About this task: Every line of the data below that holds the string "WebhookReconciler" needs to be reported.

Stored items
---+---
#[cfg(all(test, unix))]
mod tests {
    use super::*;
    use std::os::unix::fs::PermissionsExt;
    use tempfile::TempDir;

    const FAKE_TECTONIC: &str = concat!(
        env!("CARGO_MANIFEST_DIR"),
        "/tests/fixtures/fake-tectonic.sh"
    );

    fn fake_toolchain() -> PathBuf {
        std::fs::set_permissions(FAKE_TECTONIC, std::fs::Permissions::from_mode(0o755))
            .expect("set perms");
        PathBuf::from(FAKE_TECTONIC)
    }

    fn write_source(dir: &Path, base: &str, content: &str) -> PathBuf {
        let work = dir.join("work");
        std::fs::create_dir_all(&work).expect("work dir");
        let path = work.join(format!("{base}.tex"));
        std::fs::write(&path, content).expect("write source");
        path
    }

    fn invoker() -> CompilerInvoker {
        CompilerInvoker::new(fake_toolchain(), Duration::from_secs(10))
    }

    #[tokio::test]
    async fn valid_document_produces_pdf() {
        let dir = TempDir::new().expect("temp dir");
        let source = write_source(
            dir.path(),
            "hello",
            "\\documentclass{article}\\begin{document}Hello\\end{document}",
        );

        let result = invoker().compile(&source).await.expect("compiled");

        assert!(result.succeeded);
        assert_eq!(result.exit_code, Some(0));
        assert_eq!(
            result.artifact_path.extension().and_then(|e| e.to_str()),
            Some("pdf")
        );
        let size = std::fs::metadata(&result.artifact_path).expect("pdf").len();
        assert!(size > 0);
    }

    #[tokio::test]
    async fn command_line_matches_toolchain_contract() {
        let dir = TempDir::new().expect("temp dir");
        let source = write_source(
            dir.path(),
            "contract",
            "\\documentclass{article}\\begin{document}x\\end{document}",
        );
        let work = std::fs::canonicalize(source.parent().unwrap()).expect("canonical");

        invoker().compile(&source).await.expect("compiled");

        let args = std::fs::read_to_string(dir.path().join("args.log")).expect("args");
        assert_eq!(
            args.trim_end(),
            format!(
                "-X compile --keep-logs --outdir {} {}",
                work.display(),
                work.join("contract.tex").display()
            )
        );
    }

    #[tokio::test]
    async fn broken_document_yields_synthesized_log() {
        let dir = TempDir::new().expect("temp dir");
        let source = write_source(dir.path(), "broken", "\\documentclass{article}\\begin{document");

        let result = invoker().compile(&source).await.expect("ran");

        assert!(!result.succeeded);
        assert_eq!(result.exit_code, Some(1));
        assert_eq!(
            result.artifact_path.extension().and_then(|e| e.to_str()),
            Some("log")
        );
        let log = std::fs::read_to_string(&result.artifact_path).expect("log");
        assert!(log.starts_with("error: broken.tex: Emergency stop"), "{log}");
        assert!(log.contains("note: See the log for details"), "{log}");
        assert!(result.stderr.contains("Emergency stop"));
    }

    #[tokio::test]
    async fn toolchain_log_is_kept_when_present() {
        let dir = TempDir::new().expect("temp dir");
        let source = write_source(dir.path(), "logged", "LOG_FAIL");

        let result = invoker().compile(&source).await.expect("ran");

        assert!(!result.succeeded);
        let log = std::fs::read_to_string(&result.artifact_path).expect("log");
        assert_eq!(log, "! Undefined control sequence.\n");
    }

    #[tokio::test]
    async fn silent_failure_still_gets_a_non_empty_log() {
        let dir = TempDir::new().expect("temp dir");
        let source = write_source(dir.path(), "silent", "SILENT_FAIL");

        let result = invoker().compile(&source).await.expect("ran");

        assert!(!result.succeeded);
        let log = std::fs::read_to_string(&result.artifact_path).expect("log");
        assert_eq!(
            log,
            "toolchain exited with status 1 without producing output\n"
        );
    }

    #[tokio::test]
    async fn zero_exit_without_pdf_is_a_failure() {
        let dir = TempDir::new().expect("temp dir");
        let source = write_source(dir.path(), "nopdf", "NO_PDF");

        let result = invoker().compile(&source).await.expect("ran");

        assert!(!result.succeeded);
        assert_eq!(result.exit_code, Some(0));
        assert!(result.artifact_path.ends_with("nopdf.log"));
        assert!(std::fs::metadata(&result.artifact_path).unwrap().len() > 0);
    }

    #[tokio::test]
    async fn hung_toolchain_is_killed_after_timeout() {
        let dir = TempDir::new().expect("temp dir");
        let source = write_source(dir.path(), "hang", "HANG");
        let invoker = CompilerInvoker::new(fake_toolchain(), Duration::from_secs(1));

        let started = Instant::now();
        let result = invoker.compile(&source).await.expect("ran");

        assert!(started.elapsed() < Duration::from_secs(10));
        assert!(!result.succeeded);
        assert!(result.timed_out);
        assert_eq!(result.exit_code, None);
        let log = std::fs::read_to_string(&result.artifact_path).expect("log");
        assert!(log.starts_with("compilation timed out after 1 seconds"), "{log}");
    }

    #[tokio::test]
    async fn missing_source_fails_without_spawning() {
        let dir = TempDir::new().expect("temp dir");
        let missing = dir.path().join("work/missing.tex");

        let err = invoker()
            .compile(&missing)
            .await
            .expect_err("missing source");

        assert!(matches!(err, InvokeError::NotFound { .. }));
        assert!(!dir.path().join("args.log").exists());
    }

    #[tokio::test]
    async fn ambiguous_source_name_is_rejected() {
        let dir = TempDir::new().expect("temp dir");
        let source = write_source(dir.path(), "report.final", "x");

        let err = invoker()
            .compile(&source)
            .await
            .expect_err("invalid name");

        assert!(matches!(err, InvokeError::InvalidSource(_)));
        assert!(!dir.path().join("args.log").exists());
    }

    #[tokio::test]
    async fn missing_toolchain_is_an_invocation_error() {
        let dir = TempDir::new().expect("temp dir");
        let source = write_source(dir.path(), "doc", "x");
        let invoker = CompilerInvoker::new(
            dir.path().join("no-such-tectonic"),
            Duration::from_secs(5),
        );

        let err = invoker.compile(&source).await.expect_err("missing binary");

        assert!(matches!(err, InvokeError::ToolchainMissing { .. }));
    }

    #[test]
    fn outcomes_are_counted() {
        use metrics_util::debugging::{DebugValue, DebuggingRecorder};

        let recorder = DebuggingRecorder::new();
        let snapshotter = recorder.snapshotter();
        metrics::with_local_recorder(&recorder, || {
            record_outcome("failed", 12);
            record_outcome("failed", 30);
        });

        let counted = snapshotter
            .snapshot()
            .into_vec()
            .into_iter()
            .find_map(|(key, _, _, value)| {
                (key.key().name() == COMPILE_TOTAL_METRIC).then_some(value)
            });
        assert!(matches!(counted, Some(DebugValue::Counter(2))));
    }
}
---+---
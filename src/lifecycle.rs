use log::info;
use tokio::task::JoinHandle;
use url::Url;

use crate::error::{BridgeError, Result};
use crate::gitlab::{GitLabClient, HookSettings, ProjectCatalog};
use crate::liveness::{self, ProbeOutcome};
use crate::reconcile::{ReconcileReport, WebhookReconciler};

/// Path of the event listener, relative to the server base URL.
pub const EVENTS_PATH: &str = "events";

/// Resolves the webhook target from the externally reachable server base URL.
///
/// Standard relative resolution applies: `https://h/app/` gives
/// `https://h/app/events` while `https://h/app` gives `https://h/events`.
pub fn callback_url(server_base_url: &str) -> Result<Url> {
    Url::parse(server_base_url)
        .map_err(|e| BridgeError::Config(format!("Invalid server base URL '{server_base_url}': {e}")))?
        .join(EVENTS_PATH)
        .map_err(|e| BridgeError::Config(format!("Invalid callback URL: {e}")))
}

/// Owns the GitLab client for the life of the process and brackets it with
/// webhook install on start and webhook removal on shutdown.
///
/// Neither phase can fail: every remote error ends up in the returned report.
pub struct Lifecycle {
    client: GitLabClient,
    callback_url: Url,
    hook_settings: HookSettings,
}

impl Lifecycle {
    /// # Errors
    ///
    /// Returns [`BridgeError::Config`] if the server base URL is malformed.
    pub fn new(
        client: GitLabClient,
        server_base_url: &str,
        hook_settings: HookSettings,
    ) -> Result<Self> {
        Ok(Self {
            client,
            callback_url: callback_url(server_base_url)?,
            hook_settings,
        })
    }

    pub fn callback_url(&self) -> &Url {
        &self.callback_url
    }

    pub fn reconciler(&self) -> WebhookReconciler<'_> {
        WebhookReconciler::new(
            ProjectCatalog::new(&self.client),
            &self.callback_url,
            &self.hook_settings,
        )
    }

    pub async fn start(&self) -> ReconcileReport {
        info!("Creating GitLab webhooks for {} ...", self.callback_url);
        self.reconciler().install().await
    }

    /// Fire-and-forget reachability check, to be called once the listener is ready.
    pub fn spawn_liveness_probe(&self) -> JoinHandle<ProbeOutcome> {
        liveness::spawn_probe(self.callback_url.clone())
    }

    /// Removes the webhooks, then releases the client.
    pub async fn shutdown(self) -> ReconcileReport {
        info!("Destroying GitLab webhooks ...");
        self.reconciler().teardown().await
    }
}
---+---
Answer to this exercise:
use crate::reconcile::{ReconcileReport, WebhookReconciler};
    pub fn reconciler(&self) -> WebhookReconciler<'_> {
        WebhookReconciler::new(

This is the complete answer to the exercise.